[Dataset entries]
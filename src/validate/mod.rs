mod builder;

pub use builder::build_validator;

use std::collections::BTreeMap;

use chrono::NaiveDate;
use regex::Regex;
use serde::Serialize;
use serde_json::Value;
use tracing::warn;

use crate::schema::FieldDefinition;

/// One validation failure: a dotted/bracketed field path plus a message.
///
/// Failures are always collected per tree, never short-circuited, so the
/// presentation collaborator can render every sibling error inline.
#[derive(Debug, Clone, PartialEq, Eq, Serialize)]
pub struct ValidationIssue {
    pub path: String,
    pub message: String,
}

impl ValidationIssue {
    fn new(path: &str, message: impl Into<String>) -> Self {
        Self {
            path: path.to_string(),
            message: message.into(),
        }
    }
}

/// A compiled pattern constraint with an optional custom failure message.
#[derive(Debug, Clone)]
pub struct CompiledPattern {
    pub regex: Regex,
    pub message: Option<String>,
}

/// Compile a field's pattern constraint. An invalid regex degrades to no
/// constraint (with a diagnostic) rather than failing compilation.
#[must_use]
pub fn compile_pattern(field: &FieldDefinition) -> Option<CompiledPattern> {
    let spec = field.pattern.as_ref()?;
    match Regex::new(spec.regex()) {
        Ok(regex) => Some(CompiledPattern {
            regex,
            message: spec.message().map(str::to_string),
        }),
        Err(err) => {
            warn!(field = %field.name, %err, "invalid pattern regex, constraint skipped");
            None
        }
    }
}

/// A compiled validator mirroring a field tree's structure.
#[derive(Debug, Clone)]
pub struct ValidatorNode {
    pub kind: ValidatorKind,
    /// Optional/nullable values pass without further checks.
    pub optional: bool,
}

/// Per-field validator for one entry of an object validator.
#[derive(Debug, Clone)]
pub struct FieldValidator {
    pub name: String,
    pub node: ValidatorNode,
}

#[derive(Debug, Clone)]
pub enum ValidatorKind {
    /// Accepts anything; the degraded form of unbuildable validators.
    Any,
    Boolean,
    Number {
        min: Option<f64>,
        max: Option<f64>,
    },
    String {
        pattern: Option<CompiledPattern>,
        allowed: Option<Vec<String>>,
    },
    /// A date string in the given chrono format.
    Date {
        format: String,
    },
    Object {
        fields: Vec<FieldValidator>,
    },
    List {
        item: Box<ValidatorNode>,
        min: Option<u64>,
        max: Option<u64>,
    },
    /// Discriminated union over `{tag, value}` pairs, keyed by `tag`.
    Union {
        variants: BTreeMap<String, ValidatorNode>,
    },
}

impl ValidatorNode {
    /// An accept-anything node.
    #[must_use]
    pub fn any(optional: bool) -> Self {
        Self {
            kind: ValidatorKind::Any,
            optional,
        }
    }

    /// Validate a value tree, collecting every failure.
    #[must_use]
    pub fn validate(&self, value: &Value) -> Vec<ValidationIssue> {
        let mut issues = Vec::new();
        self.check(Some(value), "", &mut issues);
        issues
    }

    fn check(&self, value: Option<&Value>, path: &str, issues: &mut Vec<ValidationIssue>) {
        let Some(value) = value.filter(|v| !v.is_null()) else {
            if !self.optional {
                issues.push(ValidationIssue::new(path, "is required"));
            }
            return;
        };

        match &self.kind {
            ValidatorKind::Any => {}
            ValidatorKind::Boolean => {
                if !value.is_boolean() {
                    issues.push(ValidationIssue::new(path, "must be a boolean"));
                }
            }
            ValidatorKind::Number { min, max } => match value.as_f64() {
                Some(n) => {
                    if let Some(min) = min {
                        if n < *min {
                            issues.push(ValidationIssue::new(
                                path,
                                format!("must be at least {min}"),
                            ));
                        }
                    }
                    if let Some(max) = max {
                        if n > *max {
                            issues.push(ValidationIssue::new(
                                path,
                                format!("must be at most {max}"),
                            ));
                        }
                    }
                }
                None => issues.push(ValidationIssue::new(path, "must be a number")),
            },
            ValidatorKind::String { pattern, allowed } => match value.as_str() {
                Some(s) => {
                    if let Some(pattern) = pattern {
                        if !pattern.regex.is_match(s) {
                            let message = pattern.message.clone().unwrap_or_else(|| {
                                format!("must match pattern `{}`", pattern.regex.as_str())
                            });
                            issues.push(ValidationIssue::new(path, message));
                        }
                    }
                    if let Some(allowed) = allowed {
                        if !allowed.iter().any(|a| a == s) {
                            issues.push(ValidationIssue::new(
                                path,
                                format!("must be one of: {}", allowed.join(", ")),
                            ));
                        }
                    }
                }
                None => issues.push(ValidationIssue::new(path, "must be a string")),
            },
            ValidatorKind::Date { format } => match value.as_str() {
                Some(s) => {
                    if NaiveDate::parse_from_str(s, format).is_err() {
                        issues.push(ValidationIssue::new(
                            path,
                            format!("must be a date in format `{format}`"),
                        ));
                    }
                }
                None => issues.push(ValidationIssue::new(path, "must be a date string")),
            },
            ValidatorKind::Object { fields } => match value.as_object() {
                Some(object) => {
                    for field in fields {
                        field
                            .node
                            .check(object.get(&field.name), &join(path, &field.name), issues);
                    }
                }
                None => issues.push(ValidationIssue::new(path, "must be an object")),
            },
            ValidatorKind::List { item, min, max } => match value.as_array() {
                Some(elements) => {
                    if let Some(min) = min {
                        if (elements.len() as u64) < *min {
                            issues.push(ValidationIssue::new(
                                path,
                                format!("must have at least {min} entries"),
                            ));
                        }
                    }
                    if let Some(max) = max {
                        if (elements.len() as u64) > *max {
                            issues.push(ValidationIssue::new(
                                path,
                                format!("must have at most {max} entries"),
                            ));
                        }
                    }
                    for (index, element) in elements.iter().enumerate() {
                        item.check(Some(element), &format!("{path}[{index}]"), issues);
                    }
                }
                None => issues.push(ValidationIssue::new(path, "must be a list")),
            },
            ValidatorKind::Union { variants } => {
                let Some(object) = value.as_object() else {
                    issues.push(ValidationIssue::new(path, "must be a tagged value"));
                    return;
                };
                let Some(tag) = object.get("tag").and_then(Value::as_str) else {
                    issues.push(ValidationIssue::new(path, "is missing its tag"));
                    return;
                };
                let Some(variant) = variants.get(tag) else {
                    issues.push(ValidationIssue::new(path, format!("has unknown tag `{tag}`")));
                    return;
                };
                variant.check(object.get("value"), &join(path, "value"), issues);
            }
        }
    }
}

fn join(path: &str, name: &str) -> String {
    if path.is_empty() {
        name.to_string()
    } else {
        format!("{path}.{name}")
    }
}

#[cfg(test)]
#[path = "validate_tests.rs"]
mod tests;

REQUIRED WORK | Go over the records above line by line and count those holding the word "elements". Reply only with the number.

RESPONSE | 4